The Future of History

Showing posts with label Kindle. Show all posts
Showing posts with label Kindle. Show all posts

Saturday, 7 September 2013

New Review Blog Launched TODAY

The ecology of publishing is changing.

In the Industrial Age, books were printed and bound in quantitites.  They were then transported, stored, distributed and stacked.  It was an expensive and fairly complex process, but essentially the same as any sort of manufacturing industry.

That still goes on, of course.  But new technology has allowed alternative publishing models to thrive.  Now, a writer can register online with a print-on-demand company.  He or she can then create two files (one for the inside of the book, one for the outside) and send them to the printers.  A bar code or "ISBN" on the book means that all the relevant details can then be displayed by online booksellers, such as the mighty Amazon.  When the book is ordered, the message goes out to the printers, and a copy is printed, bound, packaged and sent out.  Overheads ... practically nil.

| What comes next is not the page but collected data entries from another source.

use std::sync::Arc;

use rmcp::handler::server::tool::ToolRouter;
use rmcp::handler::server::wrapper::Parameters;
use rmcp::model::*;
use rmcp::schemars;
use rmcp::{tool, tool_handler, tool_router, ErrorData as McpError, ServerHandler, ServiceExt};
use serde::Deserialize;

use crate::baseline::{RouteKey, StopsBucket};
use crate::config::DEFAULT_HISTORY_DAYS;
use crate::error::FareError;
use crate::normalize::{is_airport_query, normalize_airports, normalize_destinations};
use crate::query::{validate_airport, Cabin, SearchParams, SortBy};
use crate::search::FareEngine;
use crate::source::{read_payload, FileSource, OfferSource, StaticSource};

const DEFAULT_CLIENT: &str = "mcp";

#[derive(Debug, Deserialize, schemars::JsonSchema)]
struct RankArgs {
    #[schemars(description = "Departure airport IATA code, exactly 3 uppercase letters. Example: LAX")]
    from: String,
    #[schemars(description = "Arrival airport IATA code, exactly 3 uppercase letters. Example: NRT")]
    to: String,
    #[schemars(description = "Departure date in YYYY-MM-DD format. Example: 2026-03-01")]
    depart_date: String,
    #[schemars(description = "Return date in YYYY-MM-DD. Makes the search round-trip")]
    return_date: Option<String>,
    #[schemars(description = "Adult travelers, 1-9. Default: 1")]
    travelers: Option<u32>,
    #[schemars(description = "One of: economy, premium_economy, business, first. Default: economy")]
    cabin: Option<String>,
    #[schemars(description = "One of: direct, one, any. Default: any")]
    max_stops: Option<String>,
    #[schemars(description = "One of: score, price, duration. Default: score")]
    sort_by: Option<String>,
    #[schemars(description = "Trip length range in days as [min, max], min >= 1, max <= 30")]
    duration_days: Option<(u32, u32)>,
    #[schemars(description = "Page number, starting at 1. Default: 1")]
    page: Option<u32>,
    #[schemars(description = "Results per page, 10-50. Default: 20")]
    per_page: Option<u32>,
    #[schemars(description = "Raw flight-offers response body as a JSON string")]
    payload: Option<String>,
    #[schemars(description = "Path to a file holding the raw flight-offers response body")]
    payload_path: Option<String>,
    #[schemars(description = "Caller identity used for rate limiting. Default: mcp")]
    client: Option<String>,
}

#[derive(Debug, Deserialize, schemars::JsonSchema)]
struct HistoryArgs {
    #[schemars(description = "Departure airport IATA code. Example: LAX")]
    from: String,
    #[schemars(description = "Arrival airport IATA code. Example: NRT")]
    to: String,
    #[schemars(description = "One of: economy, premium_economy, business, first. Default: economy")]
    cabin: Option<String>,
    #[schemars(description = "Stops bucket, one of: direct, one, any. Default: any")]
    stops: Option<String>,
    #[schemars(description = "How many days back to read. Default: 60")]
    days: Option<u32>,
}

#[derive(Debug, Deserialize, schemars::JsonSchema)]
struct AnywhereArgs {
    #[schemars(description = "Origin airport IATA code. Example: LAX")]
    from: String,
    #[schemars(description = "Raw inspiration-search response body as a JSON string")]
    payload: Option<String>,
    #[schemars(description = "Path to a file holding the raw inspiration-search response body")]
    payload_path: Option<String>,
}

#[derive(Debug, Deserialize, schemars::JsonSchema)]
struct AirportsArgs {
    #[schemars(description = "Search text, at least 2 characters. Example: lon")]
    query: String,
    #[schemars(description = "Raw location-lookup response body as a JSON string")]
    payload: Option<String>,
    #[schemars(description = "Path to a file holding the raw location-lookup response body")]
    payload_path: Option<String>,
}

fn tool_error(msg: impl Into<String>) -> Result<CallToolResult, McpError> {
    Ok(CallToolResult::error(vec![Content::text(msg.into())]))
}

fn build_params(args: &RankArgs) -> Result<SearchParams, FareError> {
    let cabin = args
        .cabin
        .as_deref()
        .map(Cabin::from_str_loose)
        .transpose()?
        .unwrap_or_default();
    let max_stops = args
        .max_stops
        .as_deref()
        .map(StopsBucket::from_str_loose)
        .transpose()?
        .unwrap_or_default();
    let sort_by = args
        .sort_by
        .as_deref()
        .map(SortBy::from_str_loose)
        .transpose()?
        .unwrap_or_default();

    let defaults = SearchParams::default();
    Ok(SearchParams {
        round_trip: args.return_date.is_some(),
        from: args.from.trim().to_uppercase(),
        to: args.to.trim().to_uppercase(),
        depart_date: args.depart_date.clone(),
        return_date: args.return_date.clone(),
        travelers: args.travelers.unwrap_or(defaults.travelers),
        cabin,
        max_stops,
        duration_days: args.duration_days,
        page: args.page.unwrap_or(defaults.page),
        per_page: args.per_page.unwrap_or(defaults.per_page),
        sort_by,
    })
}

fn build_source(args: &RankArgs) -> Result<Box<dyn OfferSource>, FareError> {
    match (&args.payload, &args.payload_path) {
        (Some(body), _) => Ok(Box::new(StaticSource::new(serde_json::from_str(body)?))),
        (None, Some(path)) => Ok(Box::new(FileSource::new(path))),
        (None, None) => Err(FareError::Validation(
            "either payload or payload_path is required".into(),
        )),
    }
}

async fn load_payload(payload: Option<&str>, payload_path: Option<&str>) -> Result<serde_json::Value, FareError> {
    match (payload, payload_path) {
        (Some(body), _) => Ok(serde_json::from_str(body)?),
        (None, Some(path)) => read_payload(std::path::Path::new(path)).await,
        (None, None) => Err(FareError::Validation(
            "either payload or payload_path is required".into(),
        )),
    }
}

fn history_route_key(args: &HistoryArgs) -> Result<RouteKey, FareError> {
    let from = args.from.trim().to_uppercase();
    let to = args.to.trim().to_uppercase();
    validate_airport(&from)?;
    validate_airport(&to)?;
    let cabin = args
        .cabin
        .as_deref()
        .map(Cabin::from_str_loose)
        .transpose()?
        .unwrap_or_default();
    let bucket = args
        .stops
        .as_deref()
        .map(StopsBucket::from_str_loose)
        .transpose()?
        .unwrap_or_default();
    Ok(RouteKey::new(&from, &to, cabin.provider_code(), bucket))
}

fn json_result<T: serde::Serialize>(value: &T) -> Result<CallToolResult, McpError> {
    match serde_json::to_string_pretty(value) {
        Ok(json) => Ok(CallToolResult::success(vec![Content::text(json)])),
        Err(e) => tool_error(e.to_string()),
    }
}

#[derive(Debug, Clone)]
struct FareMcp {
    engine: Arc<FareEngine>,
    tool_router: ToolRouter<Self>,
}

#[tool_router]
impl FareMcp {
    fn new(engine: Arc<FareEngine>) -> Self {
        Self {
            engine,
            tool_router: Self::tool_router(),
        }
    }

    #[tool(
        description = "Rank raw flight offers. Normalizes a flight-offers response body, records its prices into the route's rolling history, scores every offer (0-100) against the route's median price and returns a sorted page with score breakdowns and badges such as 'amazing deal' or 'tight connection'. Pass the body inline as 'payload' or as a file via 'payload_path'. Identical searches within 10 minutes reuse the cached body."
    )]
    async fn rank_offers(
        &self,
        Parameters(args): Parameters<RankArgs>,
    ) -> Result<CallToolResult, McpError> {
        let params = match build_params(&args) {
            Ok(p) => p,
            Err(e) => return tool_error(e.to_string()),
        };
        let source = match build_source(&args) {
            Ok(s) => s,
            Err(e) => return tool_error(e.to_string()),
        };
        let client = args.client.as_deref().unwrap_or(DEFAULT_CLIENT);

        match self.engine.search(client, &params, source.as_ref()).await {
            Ok(page) => json_result(&page),
            Err(e) => tool_error(e.to_string()),
        }
    }

    #[tool(
        description = "Read the recorded price history for a route, oldest first. A route is origin, destination, cabin and stops bucket (direct, one, any)."
    )]
    async fn price_history(
        &self,
        Parameters(args): Parameters<HistoryArgs>,
    ) -> Result<CallToolResult, McpError> {
        let route_key = match history_route_key(&args) {
            Ok(k) => k,
            Err(e) => return tool_error(e.to_string()),
        };
        let rows = self
            .engine
            .price_history(&route_key, args.days.unwrap_or(DEFAULT_HISTORY_DAYS))
            .await;

        json_result(&serde_json::json!({
            "routeKey": route_key,
            "items": rows,
        }))
    }

    #[tool(
        description = "List the cheapest destinations from an origin. Normalizes a raw inspiration-search response body into {destination, departureDate, returnDate, price, currency} rows. Pass the body inline as 'payload' or as a file via 'payload_path'."
    )]
    async fn anywhere_destinations(
        &self,
        Parameters(args): Parameters<AnywhereArgs>,
    ) -> Result<CallToolResult, McpError> {
        let from = args.from.trim().to_uppercase();
        if let Err(e) = validate_airport(&from) {
            return tool_error(e.to_string());
        }
        let raw = match load_payload(args.payload.as_deref(), args.payload_path.as_deref()).await {
            Ok(v) => v,
            Err(e) => return tool_error(e.to_string()),
        };
        json_result(&serde_json::json!({
            "from": from,
            "items": normalize_destinations(&raw),
        }))
    }

    #[tool(
        description = "Suggest airports and cities. Normalizes a raw location-lookup response body into {id, iata, name, city, country, type} rows. A query shorter than 2 characters returns no rows."
    )]
    async fn airport_suggestions(
        &self,
        Parameters(args): Parameters<AirportsArgs>,
    ) -> Result<CallToolResult, McpError> {
        if !is_airport_query(&args.query) {
            return json_result(&serde_json::json!({ "items": [] }));
        }
        let raw = match load_payload(args.payload.as_deref(), args.payload_path.as_deref()).await {
            Ok(v) => v,
            Err(e) => return tool_error(e.to_string()),
        };
        json_result(&serde_json::json!({
            "items": normalize_airports(&args.query, &raw),
        }))
    }
}

#[tool_handler]
impl ServerHandler for FareMcp {
    fn get_info(&self) -> ServerInfo {
        ServerInfo {
            protocol_version: ProtocolVersion::V_2024_11_05,
            capabilities: ServerCapabilities::builder().enable_tools().build(),
            server_info: Implementation {
                name: "farescore".into(),
                version: env!("CARGO_PKG_VERSION").into(),
                ..Default::default()
            },
            instructions: Some(
                "Flight offer ranking. Call rank_offers with a raw flight-offers body to get scored, sorted offers. Prices seen by rank_offers build each route's baseline; read it back with price_history. anywhere_destinations and airport_suggestions normalize inspiration and location-lookup bodies.".into(),
            ),
        }
    }
}

pub async fn run(engine: Arc<FareEngine>) -> Result<(), FareError> {
    let service = FareMcp::new(engine)
        .serve(rmcp::transport::stdio())
        .await
        .map_err(|e| FareError::Mcp(e.to_string()))?;
    service
        .waiting()
        .await
        .map_err(|e| FareError::Mcp(e.to_string()))?;
    Ok(())
}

And then there are ebooks.  Once a book has been written, edited, formatted and converted into the right kind of file, the sky is the limit here.  Any number of ebooks can be sold and instantly despatched to ebook readers at no real cost.  There aren't any production overheads: as long as the consumer has a Kindle, a tablet, a computer, an ebook reader, then the book can be "produced" for free.  Which means that most of the profits go straight to the author.

What this means is that a whole new publishing industry has developed.  Gone are the old, painful processes of acquiring agents, approaching publishers, piles of rejection letters, long waits and tiny royalties.  Publishing can now be almost instantaneous.  Everything is in the hands of the writer now.

But what about the reader?  Well, there's suddenly a lot more choice out there.  And most books published by the new methods are considerably cheaper to buy than those which have gone through the traditional process.  A newly published ebook, or nicely-produced print-on-demand copy, can be purchased for - what? - about $3 maybe.

When there's an explosion of new product, readily accessible at relatively low cost, a new form of marketing has to emerge.  The old system relied on the marketing contacts, resources and budgets of the publishing houses.  The new system relies on networking, social media and recommendations.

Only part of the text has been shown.